New Path

I’ve decided to take a new approach in my spiritual journey. I’m going to try believing what I actually believe instead of second guessing myself until I’m dizzy. I’m going to be willing to plant my feet to some degree, acknowledging that I don’t have a corner on all truth and maintaining an openness to conversation but refusing to be patronized. I’m going to attempt to give myself the same grace I give others, knowing I’m doing the best I can to be loving, kind and honest. If God has a problem with my beliefs he is surely big enough to get my attention and help me navigate in a new direction.  

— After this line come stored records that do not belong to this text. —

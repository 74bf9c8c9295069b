//! Error types for the beacon-html parser and injector.

use thiserror::Error;

#[derive(Debug, Error, Clone, PartialEq, Eq)]
pub enum Error {
  #[error("unterminated {what} starting at byte {offset}")]
  Unterminated { what: &'static str, offset: usize },

  #[error("elements nested deeper than {max} levels")]
  TooDeep { max: usize },
}

pub type Result<T, E = Error> = std::result::Result<T, E>;
//! Tracking pixel injection.

use thiserror::Error;

use crate::{
  error::Error,
  parse::parse,
  serialize::serialize,
  tree::{Attribute, Document, Element, NodeKind},
};

/// Injection failed; the message must not be sent as if it were tracked.
///
/// Carries the caller's HTML back unchanged.
#[derive(Debug, Error)]
#[error("cannot inject tracking pixel: {source}")]
pub struct InjectError {
  pub original: String,
  #[source]
  pub source:   Error,
}

impl InjectError {
  pub fn into_original(self) -> String { self.original }
}

/// The invisible 1×1 image element referencing `tracking_url`.
pub fn pixel_element(tracking_url: &str) -> Element {
  let attr = |name: &str, value: &str| Attribute {
    name:  name.to_owned(),
    value: Some(value.to_owned()),
  };
  Element::new("img", vec![
    attr("src", tracking_url),
    attr("width", "1"),
    attr("height", "1"),
    attr("alt", ""),
    attr("style", "border:0"),
  ])
}

/// Append a tracking pixel for `tracking_url` to `raw_html`.
///
/// A full document (a single `<html>` root element) receives the pixel as
/// the root's last child. Anything else is a fragment and is first wrapped
/// in a synthetic `<div>` so the pixel becomes a sibling of the original
/// content. A leading doctype stays outside the wrapper. Existing nodes are
/// never reordered or modified.
pub fn inject_pixel(raw_html: &str, tracking_url: &str) -> Result<String, InjectError> {
  let mut doc = parse(raw_html).map_err(|source| InjectError {
    original: raw_html.to_owned(),
    source,
  })?;

  let document_root = doc.root_element().filter(|id| {
    doc.node(*id).as_element().is_some_and(|e| e.name == "html")
  });
  let root = match document_root {
    Some(root) => root,
    None => {
      let skip = doc
        .node(Document::ROOT)
        .children()
        .iter()
        .position(|id| matches!(doc.node(*id).kind, NodeKind::Doctype(_)))
        .map_or(0, |i| i + 1);
      doc.wrap_children(
        Document::ROOT,
        skip,
        NodeKind::Element(Element::new("div", vec![])),
      )
    }
  };

  doc.append(root, NodeKind::Element(pixel_element(tracking_url)));
  Ok(serialize(&doc))
}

I think I’ve simply reached the point of realizing that doing the same thing (that is, attempting to figure out a perfect theology with the goal of pleasing God enough that he will deign to become present to me) is far too close to insanity for my liking. I don’t even believe in that approach in my conscious mind. The problem is my subconscious programming that I must “get it right” or God won’t show up. Is he inscrutable?  Yes. I cannot understand him, but I do believe he is good in spite of all my railing, flailing and other expressions of frustration and desperation.  

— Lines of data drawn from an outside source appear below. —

//! Integration tests for `SqliteStore` against SQLite databases.

use std::sync::Arc;

use beacon_core::{
  Error as CoreError, StateError,
  machine,
  record::{
    Action, CURRENT_STATUS, ClientInfo, EngagementEvent, EngagementRecord, FieldOp,
    OPEN_COUNT, Status, Update,
  },
  store::EngagementStore,
};

use crate::{Error, SqliteStore};

async fn store() -> SqliteStore {
  SqliteStore::open_in_memory()
    .await
    .expect("in-memory store")
}

fn event(action: Action) -> EngagementEvent {
  EngagementEvent::new(action, ClientInfo::default(), None)
}

async fn record(s: &SqliteStore, email_id: &str) -> EngagementRecord {
  let fields = s.read(email_id.to_owned()).await.unwrap().expect("record exists");
  EngagementRecord::from_fields(email_id, &fields).unwrap()
}

// ─── Reads ───────────────────────────────────────────────────────────────────

#[tokio::test]
async fn read_missing_returns_none() {
  let s = store().await;
  assert_eq!(s.read("nope".into()).await.unwrap(), None);
  assert_eq!(s.count().await.unwrap(), 0);
}

// ─── Transitions ─────────────────────────────────────────────────────────────

#[tokio::test]
async fn append_creates_attached_record() {
  let s = store().await;
  let update = machine::plan(&event(Action::Append)).unwrap();
  let returned = s.apply("e1".into(), update).await.unwrap().unwrap();

  let r = record(&s, "e1").await;
  assert_eq!(r.status, Status::Attached);
  assert_eq!((r.append_count, r.open_count), (1, 0));
  assert_eq!(r.history.len(), 1);
  assert_eq!(s.read("e1".into()).await.unwrap().unwrap(), returned);
}

#[tokio::test]
async fn serve_without_record_writes_nothing() {
  let s = store().await;
  let update = machine::plan(&event(Action::Serve)).unwrap();
  assert_eq!(s.apply("e1".into(), update).await.unwrap(), None);
  assert_eq!(s.count().await.unwrap(), 0);
}

#[tokio::test]
async fn serve_after_append_opens() {
  let s = store().await;
  s.apply("e1".into(), machine::plan(&event(Action::Append)).unwrap())
    .await
    .unwrap();
  s.apply("e1".into(), machine::plan(&event(Action::Serve)).unwrap())
    .await
    .unwrap();

  let r = record(&s, "e1").await;
  assert_eq!(r.status, Status::Opened);
  assert_eq!(r.open_count, 1);
  assert_eq!(r.timeline().last().unwrap().action, Action::Serve);
}

#[tokio::test]
async fn unrelated_fields_are_untouched() {
  let s = store().await;
  s.apply("e1".into(), machine::plan(&event(Action::Append)).unwrap())
    .await
    .unwrap();
  s.apply(
    "e1".into(),
    Update {
      require_existing: true,
      ops:              vec![("crm_ref".into(), FieldOp::Set("x-9".into()))],
    },
  )
  .await
  .unwrap();
  s.apply("e1".into(), machine::plan(&event(Action::Serve)).unwrap())
    .await
    .unwrap();

  let fields = s.read("e1".into()).await.unwrap().unwrap();
  assert_eq!(fields["crm_ref"], "x-9");
  assert_eq!(fields[OPEN_COUNT], "1");
}

#[tokio::test]
async fn externally_set_responded_survives_serves() {
  let s = store().await;
  s.apply("e1".into(), machine::plan(&event(Action::Append)).unwrap())
    .await
    .unwrap();
  s.apply(
    "e1".into(),
    Update {
      require_existing: true,
      ops:              vec![(CURRENT_STATUS.into(), FieldOp::Set("responded".into()))],
    },
  )
  .await
  .unwrap();
  s.apply("e1".into(), machine::plan(&event(Action::Serve)).unwrap())
    .await
    .unwrap();

  assert_eq!(record(&s, "e1").await.status, Status::Responded);
}

#[tokio::test]
async fn corrupt_record_is_a_core_error_and_rolls_back() {
  let s = store().await;
  s.apply("e1".into(), machine::plan(&event(Action::Append)).unwrap())
    .await
    .unwrap();
  s.apply(
    "e1".into(),
    Update {
      require_existing: true,
      ops:              vec![(OPEN_COUNT.into(), FieldOp::Set("lots".into()))],
    },
  )
  .await
  .unwrap();
  let before = s.read("e1".into()).await.unwrap();

  let err = s
    .apply("e1".into(), machine::plan(&event(Action::Serve)).unwrap())
    .await
    .unwrap_err();
  assert!(matches!(
    &err,
    Error::Core(CoreError::State(StateError::CorruptRecord { field, .. })) if field == OPEN_COUNT
  ));
  assert!(matches!(
    CoreError::from(err),
    CoreError::State(StateError::CorruptRecord { .. })
  ));
  assert_eq!(s.read("e1".into()).await.unwrap(), before);
}

// ─── Concurrency ─────────────────────────────────────────────────────────────

#[tokio::test(flavor = "multi_thread", worker_threads = 4)]
async fn concurrent_serves_each_increment_once() {
  let s = Arc::new(store().await);
  s.apply("e1".into(), machine::plan(&event(Action::Append)).unwrap())
    .await
    .unwrap();

  // Every hit lands in the same clock tick.
  let tick = event(Action::Serve).timestamp;
  let tasks: Vec<_> = (0..32)
    .map(|_| {
      let s = Arc::clone(&s);
      let mut serve = event(Action::Serve);
      serve.timestamp = tick;
      tokio::spawn(async move {
        s.apply("e1".into(), machine::plan(&serve).unwrap()).await
      })
    })
    .collect();
  for task in tasks {
    task.await.unwrap().unwrap().unwrap();
  }

  let r = record(&s, "e1").await;
  assert_eq!(r.open_count, 32);
  assert_eq!(r.history.len(), 33);
}

// ─── Persistence ─────────────────────────────────────────────────────────────

#[tokio::test]
async fn records_survive_reopen() {
  let dir = tempfile::tempdir().unwrap();
  let path = dir.path().join("beacon.db");

  {
    let s = SqliteStore::open(&path).await.unwrap();
    s.apply("e1".into(), machine::plan(&event(Action::Append)).unwrap())
      .await
      .unwrap();
  }

  let s = SqliteStore::open(&path).await.unwrap();
  assert_eq!(record(&s, "e1").await.append_count, 1);
  assert_eq!(s.count().await.unwrap(), 1);
}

I must say, it takes a very long time to overcome some of the embedded messages from childhood. It seems ludicrous, really, but I can hear my therapist’s voice in my head, reminding me not to judge. Healing takes time. Part of healing for me involves moving in a different direction. I know I have opinions with which others will disagree, and while I don’t savor the thought of being rejected, which does sometimes happen as a result of disagreement, I actually think it’s natural and healthy for people to have differing views. 

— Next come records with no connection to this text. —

// ─── Configuration ────────────────────────────────────────────────────────────

/// Runtime server configuration, deserialised from `config.toml` and
/// `BEACON_*` environment variables.
#[derive(Debug, Deserialize, Clone)]
pub struct ServerConfig {
  #[serde(default = "defaults::host")]
  pub host:             String,
  #[serde(default = "defaults::port")]
  pub port:             u16,
  /// Public origin tracking URLs point at.
  #[serde(default = "defaults::base_url")]
  pub base_url:         String,
  #[serde(default = "defaults::append_path")]
  pub append_path:      String,
  #[serde(default = "defaults::serve_path")]
  pub serve_path:       String,
  /// SQLite database file; records are kept in memory when unset.
  #[serde(default)]
  pub store_path:       Option<PathBuf>,
  /// PEM private key; generated (and written here) when the file is missing.
  #[serde(default)]
  pub private_key_path: Option<PathBuf>,
  #[serde(default = "defaults::key_bits")]
  pub key_bits:         usize,
  #[serde(default = "defaults::timeout_ms")]
  pub timeout_ms:       u64,
  #[serde(default = "defaults::max_body_bytes")]
  pub max_body_bytes:   usize,
  /// Basic-auth user for `GET /engagements/…`; the read API refuses every
  /// request unless both auth fields are set.
  #[serde(default)]
  pub auth_username:      Option<String>,
  /// argon2 PHC string, see `beacon --hash-password`.
  #[serde(default)]
  pub auth_password_hash: Option<String>,
}

mod defaults {
  pub fn host() -> String { "127.0.0.1".to_string() }
  pub fn port() -> u16 { 8080 }
  pub fn base_url() -> String { "http://localhost:8080".to_string() }
  pub fn append_path() -> String { "/append".to_string() }
  pub fn serve_path() -> String { "/serve".to_string() }
  pub fn key_bits() -> usize { beacon_core::codec::RsaCodec::DEFAULT_BITS }
  pub fn timeout_ms() -> u64 { 5_000 }
  pub fn max_body_bytes() -> usize { 8 * 1024 * 1024 }
}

So self, listen up. Try to be kind to yourself. Do your best to just throw your perceptions in the air and trust God to catch them. In the meantime, it’s okay to put your feet on the ground in a solid pair of shoes and just stand there. Just be. Wait. Listen. Stay. When the voices come that tell you you’re going to hell for your flawed theology, turn around and tell them to talk to God about it, because those voices aren’t God. At least, they’re not the God you believe in, so stop and recognize that. Breathe. Accept comfort. Avoid comparing your journey to others’. Love. Try even loving yourself even though it feels stupid. That might be kind of important, but you have time to work on it.